Source data Start Marker

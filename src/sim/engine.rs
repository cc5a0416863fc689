//! Game engine: per-tick orchestration and state transitions
//!
//! Owns the ball, paddle, and brick grid exclusively, plus the run
//! counters (score, level, lives) and the seeded RNG used for spawns.
//! One `tick()` is one bounded state transition: advance the ball, resolve
//! at most one brick collision, resolve the paddle, then apply life/level
//! transitions. Callers observe the engine only through [`Snapshot`].

use rand::SeedableRng;
use rand_pcg::Pcg32;
use serde::{Deserialize, Serialize};

use super::ball::{Ball, BallEvent};
use super::collision::{BrickHit, ball_brick_collision, ball_paddle_overlap};
use super::grid::{BrickGrid, Tier};
use super::paddle::Paddle;
use crate::consts::*;

/// Current phase of gameplay
#[derive(Debug, Clone, Copy, PartialEq, Eq, Serialize, Deserialize)]
pub enum GamePhase {
    /// Active gameplay; life-loss and level-clear resets happen within it
    Playing,
    /// Terminal; every subsequent tick is a no-op
    GameOver,
}

/// One brick as exposed to external callers
#[derive(Debug, Clone, PartialEq, Serialize, Deserialize)]
pub struct BrickView {
    pub x: f32,
    pub y: f32,
    pub width: f32,
    pub height: f32,
    pub color: Tier,
}

/// Immutable state projection for the transport layer.
///
/// A value copy with no references back into engine state; cleared bricks
/// are omitted.
#[derive(Debug, Clone, PartialEq, Serialize, Deserialize)]
pub struct Snapshot {
    pub ball_x: f32,
    pub ball_y: f32,
    pub ball_radius: f32,
    pub width: f32,
    pub height: f32,
    pub paddle_x: f32,
    pub paddle_width: f32,
    pub paddle_height: f32,
    pub bricks: Vec<BrickView>,
    pub level: u32,
    pub score: u64,
    pub lives: u32,
    pub frame_reward: i32,
    pub game_over: bool,
}

/// The simulation engine for one game session.
///
/// Single-threaded and fully synchronous; the embedding layer serializes
/// all command and tick calls against one instance.
#[derive(Debug, Clone)]
pub struct GameEngine {
    rng: Pcg32,
    ball: Ball,
    paddle: Paddle,
    grid: BrickGrid,
    score: u64,
    level: u32,
    lives: u32,
    frame_reward: i32,
    phase: GamePhase,
}

impl GameEngine {
    /// Fresh game with a reproducible spawn sequence
    pub fn new(seed: u64) -> Self {
        let mut rng = Pcg32::seed_from_u64(seed);
        let ball = Ball::spawn(&mut rng);
        Self {
            rng,
            ball,
            paddle: Paddle::default(),
            grid: BrickGrid::new(),
            score: 0,
            level: 1,
            lives: 1,
            frame_reward: REWARD_NEUTRAL,
            phase: GamePhase::Playing,
        }
    }

    /// Fresh game seeded from the OS
    pub fn from_entropy() -> Self {
        Self::new(rand::random())
    }

    pub fn score(&self) -> u64 {
        self.score
    }

    pub fn level(&self) -> u32 {
        self.level
    }

    pub fn lives(&self) -> u32 {
        self.lives
    }

    pub fn phase(&self) -> GamePhase {
        self.phase
    }

    pub fn is_game_over(&self) -> bool {
        self.phase == GamePhase::GameOver
    }

    /// Reward signal from the most recent tick
    pub fn frame_reward(&self) -> i32 {
        self.frame_reward
    }

    /// Step the paddle left; takes effect on the next tick's geometry
    pub fn paddle_left(&mut self) {
        self.paddle.move_left();
    }

    /// Step the paddle right; takes effect on the next tick's geometry
    pub fn paddle_right(&mut self) {
        self.paddle.move_right();
    }

    /// Reserved power-up capability; no automatic trigger
    pub fn paddle_shrink(&mut self) {
        self.paddle.shrink();
    }

    /// Reserved power-up capability; no automatic trigger
    pub fn paddle_unshrink(&mut self) {
        self.paddle.unshrink();
    }

    /// Advance the simulation one step.
    ///
    /// Sequence: ball advance (with possible life loss ending the tick
    /// early), row-major brick scan resolving at most one collision,
    /// paddle rebound, then the level-clear check.
    pub fn tick(&mut self) {
        if self.phase == GamePhase::GameOver {
            return;
        }

        if self.ball.advance() == BallEvent::OutOfBounds {
            self.lives += 1;
            log::debug!("ball out of bounds, lives now {}", self.lives);
            if self.lives > LIFE_LIMIT {
                log::info!("game over at score {} level {}", self.score, self.level);
                self.phase = GamePhase::GameOver;
            }
            self.frame_reward = REWARD_LIFE_LOST;
            self.ball = Ball::spawn(&mut self.rng);
            self.paddle = Paddle::default();
            return;
        }

        // Scan bricks in row-major order. The first brick with an axis hit
        // is cleared and scored; the rest of the scan only tallies cleared
        // bricks for the level-clear check.
        let mut cleared = 0usize;
        let mut hit = BrickHit::default();
        for brick in self.grid.iter_mut() {
            if brick.cleared {
                cleared += 1;
                continue;
            }
            if hit.any() {
                continue;
            }
            let this_hit = ball_brick_collision(&self.ball, brick);
            if this_hit.any() {
                brick.cleared = true;
                let points = brick.tier.points() * self.level as u64;
                self.score += points;
                cleared += 1;
                hit = this_hit;
                log::debug!(
                    "brick ({}, {}) cleared for {} points",
                    brick.row,
                    brick.col,
                    points
                );
            }
        }
        if hit.reverse_x {
            self.ball.reverse_vx();
        }
        if hit.reverse_y {
            self.ball.reverse_vy();
        }

        // Paddle rebound: map the contact offset linearly onto the
        // [center − spread, center + spread] fan, plus the epsilon nudge
        // off the boundary angle. Overwrites the reward every tick that
        // reaches this point.
        if ball_paddle_overlap(&self.ball, &self.paddle) {
            let offset = (self.ball.pos.x - self.paddle.center()) / (self.paddle.width / 2.0);
            self.ball.set_dir(
                PADDLE_REBOUND_CENTER_DEG
                    + offset * PADDLE_REBOUND_SPREAD_DEG
                    + PADDLE_REBOUND_EPSILON_DEG,
            );
            self.frame_reward = REWARD_PADDLE_HIT;
        } else {
            self.frame_reward = REWARD_NEUTRAL;
        }

        if cleared == self.grid.len() {
            self.level += 1;
            log::info!("field cleared, advancing to level {}", self.level);
            self.grid = BrickGrid::new();
            self.ball = Ball::spawn(&mut self.rng);
            self.paddle = Paddle::default();
        }
    }

    /// Immutable snapshot of the current state
    pub fn snapshot(&self) -> Snapshot {
        Snapshot {
            ball_x: self.ball.pos.x,
            ball_y: self.ball.pos.y,
            ball_radius: self.ball.radius,
            width: ARENA_WIDTH,
            height: ARENA_HEIGHT,
            paddle_x: self.paddle.x,
            paddle_width: self.paddle.width,
            paddle_height: self.paddle.height,
            bricks: self
                .grid
                .iter()
                .filter(|b| !b.cleared)
                .map(|b| BrickView {
                    x: b.x,
                    y: b.y,
                    width: b.width,
                    height: b.height,
                    color: b.tier,
                })
                .collect(),
            level: self.level,
            score: self.score,
            lives: self.lives,
            frame_reward: self.frame_reward,
            game_over: self.is_game_over(),
        }
    }
}
//! Ball kinematics and wall reflection
//!
//! The ball stores its heading in degrees (the engine's external contract)
//! and a derived velocity vector. Side and top walls are absorbed inside
//! [`Ball::advance`]; only the bottom boundary is reported to the caller,
//! because crossing it costs a life.

use glam::Vec2;
use rand::Rng;
use serde::{Deserialize, Serialize};

use crate::consts::*;
use crate::heading_to_velocity;

/// Outcome of a single ball advance
#[derive(Debug, Clone, Copy, PartialEq, Eq)]
pub enum BallEvent {
    /// Ball is still in play (includes ordinary wall bounces)
    InPlay,
    /// Ball crossed the bottom boundary; life-loss trigger
    OutOfBounds,
}

/// The ball entity
#[derive(Debug, Clone, Copy, Serialize, Deserialize)]
pub struct Ball {
    pub pos: Vec2,
    pub radius: f32,
    /// Heading in degrees; velocity is derived from it
    dir: f32,
    speed: f32,
    vel: Vec2,
}

impl Ball {
    /// Spawn a fresh ball at the vertical mid-point, at a random horizontal
    /// offset, heading down-right (45°) or down-left (135°) with equal odds.
    pub fn spawn<R: Rng>(rng: &mut R) -> Self {
        let x = rng.random_range(BALL_SPAWN_MARGIN..ARENA_WIDTH - BALL_SPAWN_MARGIN);
        let mut ball = Self {
            pos: Vec2::new(x, ARENA_HEIGHT / 2.0),
            radius: BALL_RADIUS,
            dir: 0.0,
            speed: BALL_SPEED,
            vel: Vec2::ZERO,
        };
        ball.set_dir(if rng.random_bool(0.5) { 45.0 } else { 135.0 });
        ball
    }

    /// Current heading in degrees
    pub fn dir(&self) -> f32 {
        self.dir
    }

    /// Current velocity vector
    pub fn vel(&self) -> Vec2 {
        self.vel
    }

    /// Set the heading and recompute velocity from it.
    ///
    /// The components are clamped (|vx| ≤ BALL_MAX_VX, |vy| ≤ BRICK_HEIGHT)
    /// so a speed change can never let the ball tunnel through a brick row
    /// in one tick.
    pub fn set_dir(&mut self, dir_deg: f32) {
        self.dir = dir_deg;
        let v = heading_to_velocity(dir_deg, self.speed);
        self.vel = Vec2::new(
            v.x.clamp(-BALL_MAX_VX, BALL_MAX_VX),
            v.y.clamp(-BRICK_HEIGHT, BRICK_HEIGHT),
        );
    }

    /// Override the scalar speed, keeping the current heading
    pub fn set_speed(&mut self, speed: f32) {
        self.speed = speed;
        self.set_dir(self.dir);
    }

    /// Advance one tick and resolve wall contacts per axis.
    ///
    /// Left, right, and top walls clamp-and-invert only when the ball is
    /// moving toward them. The bottom boundary does the same but reports
    /// [`BallEvent::OutOfBounds`] instead of absorbing the contact.
    #[must_use]
    pub fn advance(&mut self) -> BallEvent {
        self.pos += self.vel;

        if self.pos.x <= self.radius && self.vel.x < 0.0 {
            self.pos.x = self.radius;
            self.vel.x = -self.vel.x;
        }
        if self.pos.x >= ARENA_WIDTH - self.radius && self.vel.x > 0.0 {
            self.pos.x = ARENA_WIDTH - self.radius;
            self.vel.x = -self.vel.x;
        }
        if self.pos.y <= self.radius && self.vel.y < 0.0 {
            self.pos.y = self.radius;
            self.vel.y = -self.vel.y;
        }
        if self.pos.y > ARENA_HEIGHT - self.radius {
            if self.vel.y > 0.0 {
                self.pos.y = ARENA_HEIGHT - self.radius;
                self.vel.y = -self.vel.y;
            }
            return BallEvent::OutOfBounds;
        }

        BallEvent::InPlay
    }

    /// Flip the horizontal velocity; used after a brick-collision axis decision
    pub fn reverse_vx(&mut self) {
        self.vel.x = -self.vel.x;
    }

    /// Flip the vertical velocity; used after a brick-collision axis decision
    pub fn reverse_vy(&mut self) {
        self.vel.y = -self.vel.y;
    }
}

#[cfg(test)]
mod tests {
    use super::*;
    use proptest::prelude::*;
    use rand::SeedableRng;
    use rand_pcg::Pcg32;

    fn test_ball() -> Ball {
        Ball::spawn(&mut Pcg32::seed_from_u64(7))
    }

    #[test]
    fn test_spawn_defaults() {
        let ball = test_ball();
        assert_eq!(ball.pos.y, ARENA_HEIGHT / 2.0);
        assert_eq!(ball.radius, BALL_RADIUS);
        assert!(ball.pos.x >= BALL_SPAWN_MARGIN);
        assert!(ball.pos.x <= ARENA_WIDTH - BALL_SPAWN_MARGIN);
        assert!(ball.dir() == 45.0 || ball.dir() == 135.0);
        // Both spawn headings move downward
        assert!(ball.vel().y > 0.0);
    }

    #[test]
    fn test_set_dir_velocity() {
        let mut ball = test_ball();
        ball.set_dir(90.0);
        assert_eq!(ball.dir(), 90.0);
        assert!(ball.vel().x.abs() < 1e-5);
        assert!((ball.vel().y - BALL_SPEED).abs() < 1e-5);
    }

    #[test]
    fn test_set_dir_clamps_high_speed() {
        let mut ball = test_ball();
        ball.set_speed(20.0);

        ball.set_dir(0.0);
        assert!(ball.vel().x <= BALL_MAX_VX);
        ball.set_dir(180.0);
        assert!(ball.vel().x >= -BALL_MAX_VX);
        ball.set_dir(90.0);
        assert!(ball.vel().y <= BRICK_HEIGHT);
        ball.set_dir(270.0);
        assert!(ball.vel().y >= -BRICK_HEIGHT);
    }

    #[test]
    fn test_side_and_top_walls_reflect() {
        let mut ball = test_ball();

        ball.pos = Vec2::new(ball.radius, ARENA_HEIGHT / 2.0);
        ball.vel = Vec2::new(-1.0, 0.0);
        assert_eq!(ball.advance(), BallEvent::InPlay);
        assert!(ball.vel().x > 0.0);
        assert_eq!(ball.pos.x, ball.radius);

        ball.pos = Vec2::new(ARENA_WIDTH - ball.radius, ARENA_HEIGHT / 2.0);
        ball.vel = Vec2::new(1.0, 0.0);
        assert_eq!(ball.advance(), BallEvent::InPlay);
        assert!(ball.vel().x < 0.0);

        ball.pos = Vec2::new(ARENA_WIDTH / 2.0, ball.radius);
        ball.vel = Vec2::new(0.0, -1.0);
        assert_eq!(ball.advance(), BallEvent::InPlay);
        assert!(ball.vel().y > 0.0);
    }

    #[test]
    fn test_bottom_boundary_reports_out_of_bounds() {
        let mut ball = test_ball();
        ball.pos = Vec2::new(ARENA_WIDTH / 2.0, ARENA_HEIGHT - ball.radius);
        ball.vel = Vec2::new(0.0, 2.0);

        assert_eq!(ball.advance(), BallEvent::OutOfBounds);
        // Clamped and inverted, not left below the floor
        assert_eq!(ball.pos.y, ARENA_HEIGHT - ball.radius);
        assert!(ball.vel().y < 0.0);
    }

    #[test]
    fn test_reverse_components() {
        let mut ball = test_ball();
        let vel = ball.vel();
        ball.reverse_vx();
        assert_eq!(ball.vel().x, -vel.x);
        ball.reverse_vy();
        assert_eq!(ball.vel().y, -vel.y);
    }

    proptest! {
        /// The ball can never escape through the side or top walls, and the
        /// bottom clamp keeps it at or above the floor line.
        #[test]
        fn prop_ball_stays_in_arena(seed in any::<u64>(), dir in 0.0f32..360.0, steps in 1usize..500) {
            let mut ball = Ball::spawn(&mut Pcg32::seed_from_u64(seed));
            ball.set_dir(dir);
            for _ in 0..steps {
                let _ = ball.advance();
                prop_assert!(ball.pos.x >= ball.radius);
                prop_assert!(ball.pos.x <= ARENA_WIDTH - ball.radius);
                prop_assert!(ball.pos.y >= ball.radius);
                prop_assert!(ball.pos.y <= ARENA_HEIGHT);
            }
        }
    }
}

Source data End Marker

Starting with the first line of the records above, give back each line exactly until the line with "used for spawns." has been given as well.

filename src/sim/engine.rs
repository cc5a0416863fc689
//! Game engine: per-tick orchestration and state transitions
//!
//! Owns the ball, paddle, and brick grid exclusively, plus the run
//! counters (score, level, lives) and the seeded RNG used for spawns.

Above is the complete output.